Padre Xavier Albó proferindo conferência no IHU, 2015. (Foto: IHU)
Desde os anos 70, quando fui Secrretario Executivo do CIMI e Albó, fundador do CIPCA, já nos comunicávamos. Mas pessoalmente só nos conhecemos em 1999, em Tauca/Venezuela, numa reunião dos jesuítas da América Latina que trabalhavam com indígenas. Tauca, era então a sede de uma missão indigenista protagonizada pelo Ir. José Korta, sj, um jesuíta revolucionário que de forma solitária e teimosa, sustentava aquela missão e ali criou a Universidade Indígena da Venezuela-UIV. Albó tornou-se um amigo da família, desde aquele nosso primeiro encontro em Tauca e, inclusive, nos brindou com uma carinhosa e inesquecível visita aqui na BR-174.
Sempre participando do mesmo grupo de jesuítas com trabalho indigenista, voltamos a nos encontrar, anos depois, em Andahuillas/Peru, em Palenque/México e em Cochabamba/Bolívia, um mês antes das eleições que levaram Evo Morales ao poder daquele país.
Pe. Albó foi o criador do Centro de Investigación y Promoción del Campesinado. CIPCA tem muito mérito na organização dos povos indígenas da Bolivia, Peru e Equador. Foi fundado em 1971. Quando fui Secretario Executivo do CIMI, mantive contato frequente com este organismo. E em meados de 1978, Egon Dionísio Heck, Coordenador do CIMI-Sul e eu, fizemos uma viagem pelo Paraguai, Argentina e Bolívia. A viagem teve dois objetivos bem distintos:
Egon e eu fomos das poucas pessoas que sabiam que naqueles dias iniciaria o levante do povo Kaingang de Nonoai, contra os invasores de sua área. Para evitar que os militares responsabilizassem o CIMI de estar insuflando os índios e justificassem uma eventual interferência contra a luta desse povo, nos retiramos do país.
Realizar um sonho que nos perseguia que era partilhar a nossa experiência de luta indigenista no Brasil, com o movimento indígena e indigenista dos países vizinhos.
Imaginávamos que se os povos originários da Bolívia, Peru, Colômbia e Equador, assumissem a sua identidade como povos e a Igreja os apoiasse nesta condição em sua luta pela terra, cultura e autodeterminação, como eram maioritários, em breve haveriam de tomar o poder naqueles países.
E naquele momento a nossa referencia na Bolívia era o Pe.
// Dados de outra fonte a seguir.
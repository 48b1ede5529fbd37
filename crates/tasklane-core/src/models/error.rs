use std::any::Any;

use thiserror::Error;

#[derive(Clone, Copy, Debug, Eq, PartialEq, Hash)]
pub enum CoreErrorKind {
    Cancelled,
    NoTaskSource,
    Panicked,
    Internal,
}

#[derive(Clone, Debug, Eq, PartialEq, Error)]
#[error("{kind:?}: {message}")]
pub struct CoreError {
    pub task: Option<String>,
    pub index: Option<usize>,
    pub kind: CoreErrorKind,
    pub message: String,
}

impl CoreError {
    pub fn new(kind: CoreErrorKind, message: impl Into<String>) -> Self {
        Self {
            task: None,
            index: None,
            kind,
            message: message.into(),
        }
    }

    pub fn cancelled(message: impl Into<String>) -> Self {
        Self::new(CoreErrorKind::Cancelled, message)
    }

    pub fn no_task_source() -> Self {
        Self::new(
            CoreErrorKind::NoTaskSource,
            "task runner has no task source attached",
        )
    }

    pub(crate) fn from_panic(payload: &(dyn Any + Send)) -> Self {
        let detail = if let Some(text) = payload.downcast_ref::<&'static str>() {
            (*text).to_string()
        } else if let Some(text) = payload.downcast_ref::<String>() {
            text.clone()
        } else {
            "callback panicked".to_string()
        };
        Self::new(CoreErrorKind::Panicked, detail)
    }

    pub fn at_task(mut self, index: usize, task: impl Into<String>) -> Self {
        self.index = Some(index);
        self.task = Some(task.into());
        self
    }
}

#[cfg(test)]
mod tests {
    use super::{CoreError, CoreErrorKind};

    #[test]
    fn display_includes_kind_and_message() {
        let error = CoreError::cancelled("stopped early");
        assert_eq!(error.to_string(), "Cancelled: stopped early");
    }

    #[test]
    fn task_attribution_is_recorded() {
        let error = CoreError::new(CoreErrorKind::Panicked, "boom").at_task(2, "migrate");
        assert_eq!(error.index, Some(2));
        assert_eq!(error.task.as_deref(), Some("migrate"));
    }
}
Xavier Albó, sj, o CIPCA e algumas lideranças indígenas do Movimento Tawantesuyo. Não encontramos o Pe. Xavier Albó, mas tivemos ótimos contatos com membros do CIPCA, em Sucre onde nos convidaram para entrevistas pela Rádio da entidade, além dos bons contatos com o movimento indígena.
A ação do Pe. Albó, na Bolívia, a partir da criação do CIPCA, sem dúvida, foi decisiva no sucesso dos povos indígenas, para a conquista do poder por Evo Morales que trouxe estabilidade social, política e econômica nunca vivida naquele país, desde a invasão europeia.
O que em 1978 foi mera imaginação, estava se tornando realidade na Bolívia. Com Evo Morales, atrás de um vigoroso movimento indígena e do CIPCA, os “campesinos” dispersos, assumindo a sua identidade, como Quetxua, Aymara, Guarani... e lutando pela sua autonomia, pelo seu chão e pela sua cultura, iniciaram uma nova História naquele país.
Albó participou intensamente deste movimento e foi amigo pessoal de Evo. No final de nosso encontro de jesuítas da América Latina, em Cochabamba, em 2005, Albó nos propiciou um encontro com Evo Morales. Evo nos deu uma palestra sobre a situação política da Bolívia e dialogou várias horas conosco. Onde também tive oportunidade de compartilhar pessoalmente com Evo, a nossa experiência indigenista do Brasil.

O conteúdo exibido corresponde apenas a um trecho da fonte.